Dataset entries:
# # # #
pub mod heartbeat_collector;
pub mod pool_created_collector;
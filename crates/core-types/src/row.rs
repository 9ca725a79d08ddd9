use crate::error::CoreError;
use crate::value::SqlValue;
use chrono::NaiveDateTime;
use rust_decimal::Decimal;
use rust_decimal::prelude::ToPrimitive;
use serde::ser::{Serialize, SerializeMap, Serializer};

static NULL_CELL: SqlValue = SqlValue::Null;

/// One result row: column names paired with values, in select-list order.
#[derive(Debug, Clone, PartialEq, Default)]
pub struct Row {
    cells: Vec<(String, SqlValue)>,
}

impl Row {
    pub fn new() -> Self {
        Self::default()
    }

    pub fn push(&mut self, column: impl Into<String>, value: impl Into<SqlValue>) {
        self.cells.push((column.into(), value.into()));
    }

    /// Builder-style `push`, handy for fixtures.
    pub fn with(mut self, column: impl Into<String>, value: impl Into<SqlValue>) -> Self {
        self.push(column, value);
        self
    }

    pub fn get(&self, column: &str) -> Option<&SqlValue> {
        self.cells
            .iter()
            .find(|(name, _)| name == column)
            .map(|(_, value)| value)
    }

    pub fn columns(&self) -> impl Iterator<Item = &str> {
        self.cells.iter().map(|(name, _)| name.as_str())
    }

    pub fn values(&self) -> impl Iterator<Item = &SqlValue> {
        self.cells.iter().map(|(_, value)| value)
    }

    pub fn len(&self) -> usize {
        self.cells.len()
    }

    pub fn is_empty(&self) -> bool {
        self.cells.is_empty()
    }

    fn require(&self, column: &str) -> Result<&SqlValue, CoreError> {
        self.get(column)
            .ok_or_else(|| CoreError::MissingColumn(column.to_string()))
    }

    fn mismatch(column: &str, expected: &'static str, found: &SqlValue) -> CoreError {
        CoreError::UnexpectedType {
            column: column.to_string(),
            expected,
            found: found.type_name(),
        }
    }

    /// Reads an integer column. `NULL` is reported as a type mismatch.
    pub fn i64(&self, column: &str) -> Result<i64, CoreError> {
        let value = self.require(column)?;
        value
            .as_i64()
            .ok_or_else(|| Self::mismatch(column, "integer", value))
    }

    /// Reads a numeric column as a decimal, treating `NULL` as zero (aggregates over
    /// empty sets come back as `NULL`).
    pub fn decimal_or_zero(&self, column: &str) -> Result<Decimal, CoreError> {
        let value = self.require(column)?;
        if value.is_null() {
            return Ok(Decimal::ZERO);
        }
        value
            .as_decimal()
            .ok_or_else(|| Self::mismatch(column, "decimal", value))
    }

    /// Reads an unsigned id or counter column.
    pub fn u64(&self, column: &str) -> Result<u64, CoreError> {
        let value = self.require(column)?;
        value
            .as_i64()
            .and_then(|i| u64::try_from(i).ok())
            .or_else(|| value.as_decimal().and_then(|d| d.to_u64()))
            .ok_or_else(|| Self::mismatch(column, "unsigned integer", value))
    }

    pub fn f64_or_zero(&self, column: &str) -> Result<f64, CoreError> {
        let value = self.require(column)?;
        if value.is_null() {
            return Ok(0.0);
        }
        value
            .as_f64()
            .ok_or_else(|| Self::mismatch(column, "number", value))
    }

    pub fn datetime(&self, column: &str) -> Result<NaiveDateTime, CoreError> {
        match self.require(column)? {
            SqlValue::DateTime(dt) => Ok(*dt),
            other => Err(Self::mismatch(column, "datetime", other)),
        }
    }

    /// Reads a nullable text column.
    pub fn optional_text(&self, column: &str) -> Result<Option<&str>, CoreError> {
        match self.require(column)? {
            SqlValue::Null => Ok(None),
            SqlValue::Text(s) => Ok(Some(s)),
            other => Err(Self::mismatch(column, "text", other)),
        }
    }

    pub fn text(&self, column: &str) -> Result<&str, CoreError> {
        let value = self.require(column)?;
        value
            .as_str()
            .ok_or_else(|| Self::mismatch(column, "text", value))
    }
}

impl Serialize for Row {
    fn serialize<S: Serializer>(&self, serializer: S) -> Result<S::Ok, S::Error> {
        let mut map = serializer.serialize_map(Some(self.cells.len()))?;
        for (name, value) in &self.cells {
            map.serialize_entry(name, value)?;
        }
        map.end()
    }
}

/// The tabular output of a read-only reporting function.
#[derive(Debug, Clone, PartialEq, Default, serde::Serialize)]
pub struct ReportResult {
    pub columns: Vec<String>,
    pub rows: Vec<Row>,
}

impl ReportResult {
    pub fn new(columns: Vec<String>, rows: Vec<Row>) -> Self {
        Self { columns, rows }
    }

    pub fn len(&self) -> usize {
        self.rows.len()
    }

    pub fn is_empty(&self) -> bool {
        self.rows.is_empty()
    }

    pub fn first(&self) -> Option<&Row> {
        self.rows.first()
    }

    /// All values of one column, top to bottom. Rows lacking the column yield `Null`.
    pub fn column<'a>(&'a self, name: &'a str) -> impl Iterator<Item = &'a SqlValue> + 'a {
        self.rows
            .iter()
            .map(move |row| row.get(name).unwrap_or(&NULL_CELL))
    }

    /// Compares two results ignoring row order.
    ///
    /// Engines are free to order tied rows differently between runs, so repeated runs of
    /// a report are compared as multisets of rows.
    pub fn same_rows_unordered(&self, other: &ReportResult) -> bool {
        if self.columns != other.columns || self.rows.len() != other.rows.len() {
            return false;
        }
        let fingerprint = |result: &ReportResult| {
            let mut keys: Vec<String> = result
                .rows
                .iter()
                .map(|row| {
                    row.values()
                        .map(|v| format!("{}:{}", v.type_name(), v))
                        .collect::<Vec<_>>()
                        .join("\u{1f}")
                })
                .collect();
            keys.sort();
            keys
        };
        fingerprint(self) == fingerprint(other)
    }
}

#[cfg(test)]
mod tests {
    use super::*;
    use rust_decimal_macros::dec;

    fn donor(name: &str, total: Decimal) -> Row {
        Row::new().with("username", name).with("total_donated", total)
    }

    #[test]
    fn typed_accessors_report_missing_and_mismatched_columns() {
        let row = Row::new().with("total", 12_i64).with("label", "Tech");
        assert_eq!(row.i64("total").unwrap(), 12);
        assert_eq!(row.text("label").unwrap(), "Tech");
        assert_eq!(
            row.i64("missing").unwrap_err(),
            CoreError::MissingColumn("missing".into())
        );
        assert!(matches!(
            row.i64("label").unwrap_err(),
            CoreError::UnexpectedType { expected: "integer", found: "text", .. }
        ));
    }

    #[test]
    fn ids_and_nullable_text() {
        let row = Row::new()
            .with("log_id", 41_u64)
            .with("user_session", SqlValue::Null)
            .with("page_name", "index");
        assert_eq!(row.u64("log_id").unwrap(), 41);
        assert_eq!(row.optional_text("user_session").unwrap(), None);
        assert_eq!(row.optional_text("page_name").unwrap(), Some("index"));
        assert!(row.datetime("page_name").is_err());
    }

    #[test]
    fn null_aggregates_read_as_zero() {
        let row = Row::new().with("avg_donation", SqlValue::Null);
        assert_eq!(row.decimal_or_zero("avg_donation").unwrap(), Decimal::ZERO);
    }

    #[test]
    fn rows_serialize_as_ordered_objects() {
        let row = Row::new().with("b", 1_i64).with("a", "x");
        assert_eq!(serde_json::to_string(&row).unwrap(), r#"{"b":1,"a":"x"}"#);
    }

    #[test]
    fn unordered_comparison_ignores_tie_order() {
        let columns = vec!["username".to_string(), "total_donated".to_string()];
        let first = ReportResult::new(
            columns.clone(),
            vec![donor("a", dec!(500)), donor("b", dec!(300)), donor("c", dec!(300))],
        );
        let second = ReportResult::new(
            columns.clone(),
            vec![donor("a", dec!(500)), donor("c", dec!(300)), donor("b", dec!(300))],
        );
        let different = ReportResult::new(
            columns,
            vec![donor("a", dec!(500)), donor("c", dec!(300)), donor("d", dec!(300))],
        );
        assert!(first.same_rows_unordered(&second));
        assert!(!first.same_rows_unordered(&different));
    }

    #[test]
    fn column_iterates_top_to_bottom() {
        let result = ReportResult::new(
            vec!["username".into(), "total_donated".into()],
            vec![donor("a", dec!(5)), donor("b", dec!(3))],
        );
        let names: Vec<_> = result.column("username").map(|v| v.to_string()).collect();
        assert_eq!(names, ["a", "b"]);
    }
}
# # # #
Work instructions: Would you show each line of the listing above that has the string "values"?

Written solution:
/// One result row: column names paired with values, in select-list order.
    pub fn values(&self) -> impl Iterator<Item = &SqlValue> {
    /// All values of one column, top to bottom. Rows lacking the column yield `Null`.
                    row.values()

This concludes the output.